Object name: UGC06433

Designation(s): UGC06433,

UGC 06433 is cataloged as a peculiar galaxy. While it resembles a typical irregular galaxy it has plumes not usually seen in irregular galaxies. Also, the starlike objects seen at each end of it are star clouds in the galaxy rather than stars in our galaxy. The entire galaxy, even its core is more blue than red. That would seem to indicate it has very recent new star formation that happened everywhere in the galaxy. I find nothing in my image area that could have caused this. PGC 035127 is at the same distance but seems too small and undisturbed. ASK 521631.0 and UGC 06428 have the same characteristics that rule them out as well. Looking beyond the field NGC 3652 at 100 million light-years comes leaping to the forefront of possibly interacting galaxies. It is a rather \"Z\" or \"N\" shaped galaxy also of a stronger than usual blue color. It\'s only 38 arc minutes from UGC 06433. If I\'d planned better I could have mosaiced the two but I didn\'t frame them right as I wasn\'t thinking of the two being possibly connected. I find nothing in the literature connecting the two but NGC 3652 is the only possible interacting galaxy I could find. Of course, it could have merged with a small galaxy. I suppose it may not need a cause for the recent star formation but almost always it is due to some outside interaction.

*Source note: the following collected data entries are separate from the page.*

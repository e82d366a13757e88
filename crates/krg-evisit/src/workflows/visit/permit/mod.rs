//! Signed permit payloads carried in QR codes.
//!
//! A permit QR proves two things at a checkpoint: that this service minted it (HMAC over
//! `applicationId:timestamp`) and that it was minted recently (24 hour freshness). Whether
//! the visit itself is authorized is decided separately from the application's validity
//! window.

mod render;

pub use render::{PermitImage, PermitRenderer, QrSvgRenderer, RenderError};

use std::sync::Arc;

use chrono::{DateTime, Duration, SecondsFormat, Utc};
use serde::{Deserialize, Serialize};

use super::domain::{ApplicationId, PermitRecord};
use super::signature::SignatureService;

/// Maximum age of a QR payload accepted at a checkpoint.
pub const QR_FRESHNESS_HOURS: i64 = 24;

/// Wire format embedded in the QR image.
#[derive(Debug, Clone, PartialEq, Eq, Serialize, Deserialize)]
#[serde(rename_all = "camelCase")]
pub struct PermitPayload {
    pub application_id: String,
    pub timestamp: String,
    pub signature: String,
}

/// Lenient mirror of the wire format so missing fields surface as `Malformed`.
#[derive(Debug, Deserialize)]
#[serde(rename_all = "camelCase")]
struct ScannedPayload {
    #[serde(default)]
    application_id: Option<String>,
    #[serde(default)]
    timestamp: Option<String>,
    #[serde(default)]
    signature: Option<String>,
}

#[derive(Debug, Clone, PartialEq, Eq, Serialize)]
pub struct IssuedPermit {
    pub payload: PermitPayload,
    /// Serialized payload, usable as a text fallback when the image cannot be shown.
    pub raw: String,
    pub image: PermitImage,
    pub issued_at: DateTime<Utc>,
}

impl IssuedPermit {
    pub fn record(&self) -> PermitRecord {
        PermitRecord {
            payload: self.raw.clone(),
            signature: self.payload.signature.clone(),
            issued_at: self.issued_at,
        }
    }
}

#[derive(Debug, thiserror::Error)]
pub enum PermitError {
    #[error("permit payload is malformed: {0}")]
    Malformed(String),
    #[error("permit signature does not match")]
    SignatureInvalid,
    #[error("permit QR has expired (issued {issued_at}, older than 24 hours)")]
    Expired { issued_at: DateTime<Utc> },
    #[error("permit payload could not be serialized: {0}")]
    Encode(#[from] serde_json::Error),
    #[error(transparent)]
    Render(#[from] RenderError),
}

impl PermitError {
    pub fn code(&self) -> &'static str {
        match self {
            PermitError::Malformed(_) => "MALFORMED",
            PermitError::SignatureInvalid => "SIGNATURE_INVALID",
            PermitError::Expired { .. } => "EXPIRED",
            PermitError::Encode(_) | PermitError::Render(_) => "RENDER_FAILURE",
        }
    }
}

/// Builds and verifies signed permit payloads.
#[derive(Clone)]
pub struct PermitCodec {
    signer: SignatureService,
    renderer: Arc<dyn PermitRenderer>,
}

impl PermitCodec {
    pub fn new(signer: SignatureService, renderer: Arc<dyn PermitRenderer>) -> Self {
        Self { signer, renderer }
    }

    pub fn with_qr_renderer(signer: SignatureService) -> Self {
        Self::new(signer, Arc::new(QrSvgRenderer::default()))
    }

    pub fn issue(
        &self,
        application_id: &ApplicationId,
        now: DateTime<Utc>,
    ) -> Result<IssuedPermit, PermitError> {
        let timestamp = now.to_rfc3339_opts(SecondsFormat::Millis, true);
        let message = SignatureService::permit_message(application_id.as_str(), &timestamp);
        let payload = PermitPayload {
            application_id: application_id.0.clone(),
            timestamp,
            signature: self.signer.sign(message.as_bytes()),
        };

        let raw = serde_json::to_string(&payload)?;
        let image = self.renderer.render(&raw)?;

        Ok(IssuedPermit {
            payload,
            raw,
            image,
            issued_at: now,
        })
    }

    /// Re-renders the image for a stored permit.
    pub fn render(&self, record: &PermitRecord) -> Result<PermitImage, PermitError> {
        Ok(self.renderer.render(&record.payload)?)
    }

    pub fn parse_and_verify(
        &self,
        raw: &str,
        now: DateTime<Utc>,
    ) -> Result<ApplicationId, PermitError> {
        let scanned: ScannedPayload = serde_json::from_str(raw.trim())
            .map_err(|err| PermitError::Malformed(err.to_string()))?;

        let (application_id, timestamp, signature) =
            match (scanned.application_id, scanned.timestamp, scanned.signature) {
                (Some(id), Some(ts), Some(sig))
                    if !id.is_empty() && !ts.is_empty() && !sig.is_empty() =>
                {
                    (id, ts, sig)
                }
                _ => {
                    return Err(PermitError::Malformed(
                        "applicationId, timestamp and signature are required".to_string(),
                    ))
                }
            };

        let message = SignatureService::permit_message(&application_id, &timestamp);
        if !self.signer.verify(message.as_bytes(), &signature) {
            return Err(PermitError::SignatureInvalid);
        }

        let issued_at = DateTime::parse_from_rfc3339(&timestamp)
            .map_err(|err| PermitError::Malformed(format!("timestamp: {err}")))?
            .with_timezone(&Utc);

        if now - issued_at > Duration::hours(QR_FRESHNESS_HOURS) {
            return Err(PermitError::Expired { issued_at });
        }

        Ok(ApplicationId(application_id))
    }
}

#[cfg(test)]
mod tests {
    use super::*;
    use chrono::TimeZone;
    use serde_json::Value;

    fn codec() -> PermitCodec {
        PermitCodec::with_qr_renderer(SignatureService::new(b"codec-test-secret"))
    }

    fn issued_at() -> DateTime<Utc> {
        Utc.with_ymd_and_hms(2026, 10, 17, 8, 30, 0).unwrap()
    }

    #[test]
    fn issued_payload_uses_wire_field_names() {
        let permit = codec()
            .issue(&ApplicationId("app-1".to_string()), issued_at())
            .expect("issues");
        let value: Value = serde_json::from_str(&permit.raw).expect("json");
        assert_eq!(value["applicationId"], "app-1");
        assert_eq!(value["timestamp"], "2026-10-17T08:30:00.000Z");
        let signature = value["signature"].as_str().expect("signature string");
        assert_eq!(signature.len(), 64);
        assert!(signature.chars().all(|c| c.is_ascii_hexdigit() && !c.is_ascii_uppercase()));
        assert_eq!(permit.record().signature, signature);
    }

    #[test]
    fn fresh_permit_verifies() {
        let codec = codec();
        let permit = codec
            .issue(&ApplicationId("app-2".to_string()), issued_at())
            .expect("issues");
        let id = codec
            .parse_and_verify(&permit.raw, issued_at() + Duration::minutes(5))
            .expect("verifies");
        assert_eq!(id, ApplicationId("app-2".to_string()));
    }

    #[test]
    fn freshness_boundary_is_twenty_four_hours() {
        let codec = codec();
        let permit = codec
            .issue(&ApplicationId("app-3".to_string()), issued_at())
            .expect("issues");

        let almost = issued_at() + Duration::hours(23) + Duration::minutes(59);
        assert!(codec.parse_and_verify(&permit.raw, almost).is_ok());

        let exactly = issued_at() + Duration::hours(24);
        assert!(codec.parse_and_verify(&permit.raw, exactly).is_ok());

        let late = issued_at() + Duration::hours(24) + Duration::seconds(1);
        match codec.parse_and_verify(&permit.raw, late) {
            Err(PermitError::Expired { issued_at: at }) => assert_eq!(at, issued_at()),
            other => panic!("expected expiry, got {other:?}"),
        }
    }

    #[test]
    fn tampered_fields_fail_signature() {
        let codec = codec();
        let permit = codec
            .issue(&ApplicationId("app-4".to_string()), issued_at())
            .expect("issues");

        let mut forged = permit.payload.clone();
        forged.application_id = "app-5".to_string();
        let raw = serde_json::to_string(&forged).expect("json");
        let err = codec.parse_and_verify(&raw, issued_at()).unwrap_err();
        assert_eq!(err.code(), "SIGNATURE_INVALID");

        let mut restamped = permit.payload.clone();
        restamped.timestamp = "2026-10-18T08:30:00.000Z".to_string();
        let raw = serde_json::to_string(&restamped).expect("json");
        assert!(matches!(
            codec.parse_and_verify(&raw, issued_at()),
            Err(PermitError::SignatureInvalid)
        ));
    }

    #[test]
    fn signature_check_runs_before_expiry() {
        let codec = codec();
        let permit = codec
            .issue(&ApplicationId("app-6".to_string()), issued_at())
            .expect("issues");
        let mut forged = permit.payload;
        forged.signature = "0".repeat(64);
        let raw = serde_json::to_string(&forged).expect("json");
        let err = codec
            .parse_and_verify(&raw, issued_at() + Duration::days(3))
            .unwrap_err();
        assert!(matches!(err, PermitError::SignatureInvalid));
    }

    #[test]
    fn malformed_payloads_are_rejected() {
        let codec = codec();
        for raw in [
            "not json",
            "{}",
            r#"{"applicationId":"a","timestamp":"t"}"#,
            r#"{"applicationId":"","timestamp":"t","signature":"s"}"#,
            r#"{"applicationId":7,"timestamp":"t","signature":"s"}"#,
        ] {
            let err = codec.parse_and_verify(raw, issued_at()).unwrap_err();
            assert_eq!(err.code(), "MALFORMED", "payload {raw}");
        }
    }

    #[test]
    fn foreign_key_cannot_mint_permits() {
        let other = PermitCodec::with_qr_renderer(SignatureService::new(b"someone-else"));
        let permit = other
            .issue(&ApplicationId("app-7".to_string()), issued_at())
            .expect("issues");
        assert!(matches!(
            codec().parse_and_verify(&permit.raw, issued_at()),
            Err(PermitError::SignatureInvalid)
        ));
    }
}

Another possibility is NGC 3665 about 43 minutes north of UGC 06433. It too is mostly blue and at 107 million light-years by redshift a possibility. Though their projected separation is over 1.3 million light-years that puts them closer than we are to M31 with which we will collide in 4 billion or so years. Still, that\'s a wide separation for recent interaction.

The rest of the field is rather typical with nothing surprising seen. Due to cloud issues, one green frame was unusable. That color is the one to hit if one has to be hit. I don\'t think having but one green frame hurt the color any.

This field is located by the back leg of Ursa Major. Being so high above the ecliptic it\'s not surprising no asteroids are in the image.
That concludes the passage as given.